_Exercise aim_
Present each line of the entries below that holds the word "ReportCache".
+++ Records to use +++
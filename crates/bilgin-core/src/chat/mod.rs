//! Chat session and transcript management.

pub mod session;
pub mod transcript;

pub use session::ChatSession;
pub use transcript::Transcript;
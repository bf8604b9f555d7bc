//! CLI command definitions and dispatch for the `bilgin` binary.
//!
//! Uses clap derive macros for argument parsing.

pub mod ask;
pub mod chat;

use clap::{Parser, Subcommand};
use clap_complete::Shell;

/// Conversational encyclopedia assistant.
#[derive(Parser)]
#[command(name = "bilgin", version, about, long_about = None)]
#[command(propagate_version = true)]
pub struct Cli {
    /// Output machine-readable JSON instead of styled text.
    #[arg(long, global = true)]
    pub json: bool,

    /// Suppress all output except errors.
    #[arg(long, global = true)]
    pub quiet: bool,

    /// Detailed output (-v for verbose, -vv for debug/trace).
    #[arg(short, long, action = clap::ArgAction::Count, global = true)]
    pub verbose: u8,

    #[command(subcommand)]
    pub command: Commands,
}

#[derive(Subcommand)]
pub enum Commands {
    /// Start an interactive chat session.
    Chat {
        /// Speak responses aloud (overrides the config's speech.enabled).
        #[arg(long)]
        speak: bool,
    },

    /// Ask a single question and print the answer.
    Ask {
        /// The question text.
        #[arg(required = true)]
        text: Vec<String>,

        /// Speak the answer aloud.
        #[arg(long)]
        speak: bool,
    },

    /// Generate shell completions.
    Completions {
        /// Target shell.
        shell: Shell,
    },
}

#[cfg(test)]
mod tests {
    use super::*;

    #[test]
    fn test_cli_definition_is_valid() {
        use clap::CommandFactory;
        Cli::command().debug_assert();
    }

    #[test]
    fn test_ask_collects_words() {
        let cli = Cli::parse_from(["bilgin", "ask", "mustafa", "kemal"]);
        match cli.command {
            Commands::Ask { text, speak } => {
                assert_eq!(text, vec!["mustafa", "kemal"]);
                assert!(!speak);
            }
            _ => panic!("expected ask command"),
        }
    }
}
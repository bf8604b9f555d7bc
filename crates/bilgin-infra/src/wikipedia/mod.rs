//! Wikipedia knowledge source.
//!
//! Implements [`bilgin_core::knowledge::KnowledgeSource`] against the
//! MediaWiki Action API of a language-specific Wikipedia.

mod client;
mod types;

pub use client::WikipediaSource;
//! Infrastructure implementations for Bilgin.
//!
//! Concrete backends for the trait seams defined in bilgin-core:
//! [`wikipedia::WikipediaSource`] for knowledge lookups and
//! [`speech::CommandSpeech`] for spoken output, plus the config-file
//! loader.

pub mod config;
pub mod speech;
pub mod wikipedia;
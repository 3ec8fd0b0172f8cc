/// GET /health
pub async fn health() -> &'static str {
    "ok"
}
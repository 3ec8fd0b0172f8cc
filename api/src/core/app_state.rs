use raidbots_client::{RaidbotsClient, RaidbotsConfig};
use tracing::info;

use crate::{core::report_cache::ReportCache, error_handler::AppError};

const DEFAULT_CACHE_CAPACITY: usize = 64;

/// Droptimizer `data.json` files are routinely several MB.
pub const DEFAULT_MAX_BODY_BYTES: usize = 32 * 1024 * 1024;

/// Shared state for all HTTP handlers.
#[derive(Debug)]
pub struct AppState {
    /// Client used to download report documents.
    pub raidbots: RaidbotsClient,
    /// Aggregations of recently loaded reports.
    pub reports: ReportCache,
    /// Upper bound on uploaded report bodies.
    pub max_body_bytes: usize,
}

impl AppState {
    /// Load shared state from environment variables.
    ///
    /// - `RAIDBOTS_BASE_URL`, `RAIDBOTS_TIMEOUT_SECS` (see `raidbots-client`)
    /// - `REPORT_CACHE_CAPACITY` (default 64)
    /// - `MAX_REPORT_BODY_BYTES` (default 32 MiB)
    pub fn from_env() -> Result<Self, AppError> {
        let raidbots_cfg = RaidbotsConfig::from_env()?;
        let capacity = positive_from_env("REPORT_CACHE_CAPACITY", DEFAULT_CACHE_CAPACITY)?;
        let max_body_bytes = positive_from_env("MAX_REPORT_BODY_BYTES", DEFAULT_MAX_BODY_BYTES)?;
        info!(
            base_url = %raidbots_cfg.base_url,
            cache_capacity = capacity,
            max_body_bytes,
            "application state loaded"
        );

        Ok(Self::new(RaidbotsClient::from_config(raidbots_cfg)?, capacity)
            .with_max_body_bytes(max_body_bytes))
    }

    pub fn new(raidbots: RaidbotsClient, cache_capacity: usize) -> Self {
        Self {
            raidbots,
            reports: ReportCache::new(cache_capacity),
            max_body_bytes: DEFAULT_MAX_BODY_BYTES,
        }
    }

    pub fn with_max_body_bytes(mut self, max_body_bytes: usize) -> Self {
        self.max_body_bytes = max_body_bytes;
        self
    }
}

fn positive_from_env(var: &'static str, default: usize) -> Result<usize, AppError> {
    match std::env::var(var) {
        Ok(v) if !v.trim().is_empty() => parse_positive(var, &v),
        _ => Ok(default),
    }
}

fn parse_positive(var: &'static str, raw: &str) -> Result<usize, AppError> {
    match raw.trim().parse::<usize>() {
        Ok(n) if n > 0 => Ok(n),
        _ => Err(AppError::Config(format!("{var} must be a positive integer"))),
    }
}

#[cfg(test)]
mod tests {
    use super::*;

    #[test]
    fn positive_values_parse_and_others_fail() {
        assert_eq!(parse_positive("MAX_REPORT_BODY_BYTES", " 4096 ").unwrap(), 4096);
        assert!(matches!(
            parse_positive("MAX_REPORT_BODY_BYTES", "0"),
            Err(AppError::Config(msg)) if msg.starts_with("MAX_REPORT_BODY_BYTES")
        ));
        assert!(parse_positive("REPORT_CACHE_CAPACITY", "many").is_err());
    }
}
+++
_Exercise response_
use crate::{core::report_cache::ReportCache, error_handler::AppError};
    pub reports: ReportCache,
            reports: ReportCache::new(cache_capacity),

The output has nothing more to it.